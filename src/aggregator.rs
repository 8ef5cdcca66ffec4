// pea: message aggregator / partial buffer (C2, §4.2, A4)

// ACCEPTABLE: both .expect() calls below recover a key/entry inserted a few
// lines earlier in the same method; their absence would be a logic bug.
#![allow(clippy::expect_used)]

use std::collections::HashMap;
use std::time::Instant;

use crate::message::Envelope;

struct PendingSet<R> {
    parts: Vec<Envelope>,
    requests: Vec<R>,
    first_seen: Instant,
}

/// Buffers partial messages per `request_id` until `expect_parts` have
/// arrived. A single-part message never touches this structure (§4.2:
/// "single-part messages bypass buffering entirely").
pub struct PartialBuffer<R> {
    pending: HashMap<String, PendingSet<R>>,
}

/// What a sweep evicted: the request id and how many parts had arrived
/// before the branch was abandoned (§3, §8 scenario 7).
#[derive(Debug, Clone, PartialEq, Eq)]
pub struct OrphanedRequest {
    pub request_id: String,
    pub parts_collected: usize,
}

impl<R> Default for PartialBuffer<R> {
    fn default() -> Self {
        Self {
            pending: HashMap::new(),
        }
    }
}

impl<R: Clone> PartialBuffer<R> {
    pub fn new() -> Self {
        Self::default()
    }

    /// Push one arrival. Returns `(complete, envelopes, requests)`: when
    /// `complete` the key has already been removed and the slices are the
    /// full collected set in arrival order (§4.2).
    pub fn collect(
        &mut self,
        expect_parts: usize,
        envelope: Envelope,
        request: R,
    ) -> (bool, Vec<Envelope>, Vec<R>) {
        let entry = self
            .pending
            .entry(envelope.request_id.clone())
            .or_insert_with(|| PendingSet {
                parts: Vec::new(),
                requests: Vec::new(),
                first_seen: Instant::now(),
            });
        entry.parts.push(envelope.clone());
        entry.requests.push(request);

        if entry.parts.len() >= expect_parts {
            let completed = self
                .pending
                .remove(&envelope.request_id)
                .expect("entry was just inserted or updated above");
            (true, completed.parts, completed.requests)
        } else {
            (false, entry.parts.clone(), entry.requests.clone())
        }
    }

    /// Number of parts currently buffered for a request id, 0 if none.
    pub fn pending_count(&self, request_id: &str) -> usize {
        self.pending.get(request_id).map(|p| p.parts.len()).unwrap_or(0)
    }

    pub fn len(&self) -> usize {
        self.pending.len()
    }

    pub fn is_empty(&self) -> bool {
        self.pending.is_empty()
    }

    /// Evict entries whose first arrival is at least `max_idle_time` seconds
    /// old and report what was dropped (§3, §9, §10.4 open-question
    /// resolution). Deliberately `>=`, not `clock.rs`'s strict `>`: a
    /// `max_idle_time` of 0 is a valid "never buffer incomplete parts"
    /// config and must evict on the very next sweep, not wait a full second
    /// past it.
    pub fn sweep(&mut self, max_idle_time_secs: u64) -> Vec<OrphanedRequest> {
        let stale: Vec<String> = self
            .pending
            .iter()
            .filter(|(_, set)| set.first_seen.elapsed().as_secs() >= max_idle_time_secs)
            .map(|(id, _)| id.clone())
            .collect();

        stale
            .into_iter()
            .map(|id| {
                let set = self.pending.remove(&id).expect("key came from this map");
                OrphanedRequest {
                    request_id: id,
                    parts_collected: set.parts.len(),
                }
            })
            .collect()
    }
}

#[cfg(test)]
mod tests {
    use super::*;

    fn env(id: &str) -> Envelope {
        Envelope::new(id, "search")
    }

    #[test]
    fn single_part_completes_immediately() {
        let mut buf: PartialBuffer<u32> = PartialBuffer::new();
        let (complete, parts, _) = buf.collect(1, env("r1"), 1);
        assert!(complete);
        assert_eq!(parts.len(), 1);
        assert!(buf.is_empty());
    }

    #[test]
    fn multi_part_buffers_until_complete() {
        let mut buf: PartialBuffer<u32> = PartialBuffer::new();
        let (c1, p1, _) = buf.collect(3, env("r1"), 1);
        assert!(!c1);
        assert_eq!(p1.len(), 1);
        assert_eq!(buf.pending_count("r1"), 1);

        let (c2, p2, _) = buf.collect(3, env("r1"), 2);
        assert!(!c2);
        assert_eq!(p2.len(), 2);

        let (c3, p3, reqs) = buf.collect(3, env("r1"), 3);
        assert!(c3);
        assert_eq!(p3.len(), 3);
        assert_eq!(reqs, vec![1, 2, 3]);
        assert!(buf.is_empty(), "key must be removed atomically on completion");
    }

    #[test]
    fn distinct_request_ids_do_not_interfere() {
        let mut buf: PartialBuffer<u32> = PartialBuffer::new();
        buf.collect(2, env("r1"), 1);
        buf.collect(2, env("r2"), 10);
        assert_eq!(buf.pending_count("r1"), 1);
        assert_eq!(buf.pending_count("r2"), 1);
    }

    #[test]
    fn sweep_leaves_fresh_entries_alone() {
        let mut buf: PartialBuffer<u32> = PartialBuffer::new();
        buf.collect(3, env("r1"), 1);
        let orphans = buf.sweep(60);
        assert!(orphans.is_empty());
        assert_eq!(buf.pending_count("r1"), 1);
    }

    #[test]
    fn sweep_evicts_stale_entries_and_reports_them() {
        let mut buf: PartialBuffer<u32> = PartialBuffer::new();
        buf.collect(3, env("r1"), 1);
        let orphans = buf.sweep(0);
        assert_eq!(
            orphans,
            vec![OrphanedRequest {
                request_id: "r1".to_string(),
                parts_collected: 1,
            }]
        );
        assert!(buf.is_empty());
    }
}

TASK DESCRIPTION: From the records above, pull every line that has the string "this" and copy it.

WRITTEN REPLY:
/// arrived. A single-part message never touches this structure (§4.2:
                let set = self.pending.remove(&id).expect("key came from this map");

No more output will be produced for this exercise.